We provide two proofs. The first uses the theory of Gaussian Hilbert spaces and a characterization of the shorted operator by Andersen and Trapp. The second uses recent developments by Corach, Maestripieri and Stojanoff on the relationship between the shorted operator and C-symmetric projections onto S⊥. To obtain the assertion when such projections do not exist, we develop an approximation result for the shorted operator by showing, for any positive operator A, how to construct a sequence of approximating operators An which possess An-symmetric oblique projections onto S⊥ such that the sequence of shorted operators S(An) converges to S(A) in the weak operator topology. This result combined with the martingale convergence of random variables associated with the corresponding approximations Cn establishes the main assertion in general. Moreover, it in turn strengthens the approximation theorem for shorted operator when the operator is trace class; then the sequence of shorted operators S(An) converges to S(A) in trace norm.
Keywords:Conditioning; Gaussian Measure; Hilbert Space; Shorted Operator; Schur; Oblique Projection; Infinite Dimensions
AMS subject classifications:60B05, 65D15
For a Gaussian measure μ with injective covariance operator C on a direct sum of finite dimensional Hilbert spaces , the conditional measure associated with conditioning on the value of H2 can be computed in terms of the Schur complement corresponding to the partitioning of the covariance matrix C. Evidently, the natural extension to infinite dimensions of the Schur complement is the shorted operator, first discovered by Krein and developed in Anderson and Trapp [1,2]. However, the connection between the shorted operator and the covariance operator of the conditional Gaussian measure on an infinite dimensional Hilbert space appears yet to be established. Indeed, Lemma 4.3 of Hairer, Stuart, Voss, and Wiber, see also Stuart, characterizes the conditional measure through a measurable extension result of Dalecky and Fomin of an operator defined on the CameronMartin reproducing kernel Hilbert space [3-5]. For other representations, see Mandelbaum, and Tarieladze and Vakhania’s extension of the optimal linear approximation results of Lee and Wasilkowski from finite to infinite rank, extending results in the Information-Based Complexity of Traub, Wasilkowski and Wozniakowski [6-10].
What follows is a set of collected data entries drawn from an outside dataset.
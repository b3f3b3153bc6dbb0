//! Loomic configuration file handling

use anyhow::{Context, Result};
use loomic_theme::{
    ContextOptions, LightnessPolicy, Theme, ThemeRegistry, DEFAULT_THEME_KEY, THEME_STORAGE_KEY,
};
use serde::{Deserialize, Serialize};
use std::fs;
use std::path::{Path, PathBuf};

/// Config file looked up in the working directory when `--config` is absent
pub const CONFIG_FILE_NAME: &str = "loomic.toml";

/// Top-level Loomic configuration (loomic.toml)
#[derive(Debug, Default, Deserialize, Serialize)]
pub struct LoomicConfig {
    #[serde(default)]
    pub theme: ThemeConfig,
    #[serde(default)]
    pub storage: StorageConfig,
    #[serde(default)]
    pub preview: PreviewConfig,
    /// Custom themes appended after the built-in presets
    #[serde(default, skip_serializing_if = "Vec::is_empty")]
    pub themes: Vec<Theme>,
}

/// Theme selection settings
#[derive(Debug, Deserialize, Serialize)]
pub struct ThemeConfig {
    /// Fallback theme key
    #[serde(default = "default_theme_key")]
    pub default: String,
    /// Storage key holding the selection
    #[serde(default = "default_storage_key")]
    pub storage_key: String,
    /// Keep unclamped hover lightness
    #[serde(default)]
    pub legacy_lightness: bool,
}

fn default_theme_key() -> String {
    DEFAULT_THEME_KEY.to_string()
}

fn default_storage_key() -> String {
    THEME_STORAGE_KEY.to_string()
}

impl Default for ThemeConfig {
    fn default() -> Self {
        Self {
            default: default_theme_key(),
            storage_key: default_storage_key(),
            legacy_lightness: false,
        }
    }
}

/// Durable store location
#[derive(Debug, Deserialize, Serialize)]
pub struct StorageConfig {
    #[serde(default = "default_storage_path")]
    pub path: PathBuf,
}

fn default_storage_path() -> PathBuf {
    PathBuf::from(".loomic/storage.json")
}

impl Default for StorageConfig {
    fn default() -> Self {
        Self {
            path: default_storage_path(),
        }
    }
}

/// Preview URL settings
#[derive(Debug, Deserialize, Serialize)]
pub struct PreviewConfig {
    /// Origin prepended to `/preview/...`; empty for root-relative URLs
    #[serde(default)]
    pub base_url: String,
    /// Component used when none is given on the command line
    #[serde(default = "default_component")]
    pub component: String,
}

fn default_component() -> String {
    "button".to_string()
}

impl Default for PreviewConfig {
    fn default() -> Self {
        Self {
            base_url: String::new(),
            component: default_component(),
        }
    }
}

impl LoomicConfig {
    /// Load `path` if given, else `loomic.toml` in the working directory if
    /// present, else defaults.
    pub fn load(path: Option<&Path>) -> Result<Self> {
        match path {
            Some(path) => Self::load_from(path),
            None => {
                let local = Path::new(CONFIG_FILE_NAME);
                if local.is_file() {
                    Self::load_from(local)
                } else {
                    tracing::debug!("no {} found, using defaults", CONFIG_FILE_NAME);
                    Ok(Self::default())
                }
            }
        }
    }

    /// Load configuration from a file, or from `loomic.toml` inside a directory
    pub fn load_from(path: &Path) -> Result<Self> {
        let config_path = if path.is_dir() {
            path.join(CONFIG_FILE_NAME)
        } else {
            path.to_path_buf()
        };

        if !config_path.exists() {
            anyhow::bail!("No config file found at {}", config_path.display());
        }

        let content = fs::read_to_string(&config_path)
            .with_context(|| format!("Failed to read {}", config_path.display()))?;

        let config: LoomicConfig = toml::from_str(&content)
            .with_context(|| format!("Failed to parse {}", config_path.display()))?;

        tracing::debug!(
            "loaded {} ({} custom themes)",
            config_path.display(),
            config.themes.len()
        );
        Ok(config)
    }

    /// Built-in presets plus custom themes, with the configured default
    pub fn registry(&self) -> Result<ThemeRegistry> {
        let builtin = ThemeRegistry::builtin();
        let themes = builtin.themes().cloned().chain(self.themes.iter().cloned());
        ThemeRegistry::new(&self.theme.default, themes).context("Invalid theme configuration")
    }

    pub fn lightness_policy(&self) -> LightnessPolicy {
        if self.theme.legacy_lightness {
            LightnessPolicy::Legacy
        } else {
            LightnessPolicy::Clamp
        }
    }

    /// Options for a full-page context
    pub fn context_options(&self) -> ContextOptions {
        ContextOptions::full()
            .with_policy(self.lightness_policy())
            .with_storage_key(&self.theme.storage_key)
    }

    /// Serialize to TOML string
    pub fn to_toml(&self) -> Result<String> {
        toml::to_string_pretty(self).context("Failed to serialize config")
    }
}

#[cfg(test)]
mod tests {
    use super::*;
    use loomic_theme::{ColorScheme, Hsl};
    use pretty_assertions::assert_eq;

    const CUSTOM: &str = r#"
[theme]
default = "mint"
legacy_lightness = true

[storage]
path = "state/themes.json"

[preview]
base_url = "https://loomic.dev"

[[themes]]
key = "mint"
name = "Mint"

[themes.light]
primary = "160 60% 45%"
secondary = "180 50% 40%"
accent = "140 70% 50%"
background = "160 20% 97%"
foreground = "160 40% 10%"

[themes.dark]
primary = "160 60% 55%"
secondary = "180 50% 50%"
accent = "140 70% 60%"
background = "160 30% 8%"
foreground = "160 10% 94%"
"#;

    #[test]
    fn empty_file_uses_defaults() {
        let config: LoomicConfig = toml::from_str("").unwrap();
        assert_eq!(config.theme.default, "default");
        assert_eq!(config.theme.storage_key, "loomic-theme");
        assert!(!config.theme.legacy_lightness);
        assert_eq!(config.storage.path, PathBuf::from(".loomic/storage.json"));
        assert_eq!(config.preview.component, "button");
        assert_eq!(config.lightness_policy(), LightnessPolicy::Clamp);
    }

    #[test]
    fn custom_theme_becomes_default() {
        let config: LoomicConfig = toml::from_str(CUSTOM).unwrap();
        let registry = config.registry().unwrap();

        assert_eq!(registry.len(), 8);
        assert_eq!(registry.keys().last(), Some("mint"));
        assert_eq!(registry.resolve(Some("nonexistent-theme")).key, "mint");
        assert_eq!(
            registry.default_theme().colors(ColorScheme::Dark).primary,
            Hsl::new(160.0, 60.0, 55.0)
        );
        assert_eq!(config.lightness_policy(), LightnessPolicy::Legacy);
        assert_eq!(config.context_options().policy, LightnessPolicy::Legacy);
    }

    #[test]
    fn unknown_default_is_rejected() {
        let config: LoomicConfig = toml::from_str("[theme]\ndefault = \"nope\"").unwrap();
        assert!(config.registry().is_err());
    }

    #[test]
    fn duplicate_custom_key_is_rejected() {
        let src = CUSTOM.replace("key = \"mint\"", "key = \"ocean\"");
        let config: LoomicConfig = toml::from_str(&src).unwrap();
        assert!(config.registry().is_err());
    }

    #[test]
    fn load_from_dir_and_file() {
        let dir = tempfile::tempdir().unwrap();
        fs::write(dir.path().join(CONFIG_FILE_NAME), CUSTOM).unwrap();

        let from_dir = LoomicConfig::load_from(dir.path()).unwrap();
        let from_file = LoomicConfig::load(Some(&dir.path().join(CONFIG_FILE_NAME))).unwrap();
        assert_eq!(from_dir.theme.default, "mint");
        assert_eq!(from_file.preview.base_url, "https://loomic.dev");

        let missing = LoomicConfig::load_from(&dir.path().join("missing.toml"));
        assert!(missing.is_err());
    }

    #[test]
    fn round_trips_through_toml() {
        let config: LoomicConfig = toml::from_str(CUSTOM).unwrap();
        let reparsed: LoomicConfig = toml::from_str(&config.to_toml().unwrap()).unwrap();
        assert_eq!(reparsed.themes, config.themes);
        assert_eq!(reparsed.storage.path, config.storage.path);
    }
}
The primary purpose of this paper is to demonstrate that, for a Gaussian measure with covariance operator C, the covariance operator of the Gaussian measure obtained by conditioning on a subspace is the short of C to the orthogonal complement of that subspace. We provide two distinct proofs. The first uses the theory of Gaussian Hilbert spaces and a characterization of the shorted operator by Andersen and Trapp. The second proof, corresponding to the secondary purpose of this paper, uses recent developments by Corach, Maestripieri and Stojanoff on the relationship between the shorted operator and A-symmetric oblique projections. This latter approach has the advantage that it facilitates a general approximation technique that not only can be used to approximate the covariance operator but the conditional expectation operator. This is accomplished through the development of an approximation theory for the shorted operator in terms of oblique projections followed by an application of the martingale convergence theorem. Although the proofs are not fundamentally difficult, the result (which appears to have been missed in the literature) provides a simple characterization of the conditional measure, leading to significant approximation results. For instance, the attainment of the main result through the martingale approach feeds back a strengthening of the approximation theorem for the shorted operator that was developed for that purpose: when the operator is trace class the approximation improves from weak convergence to convergence in trace norm.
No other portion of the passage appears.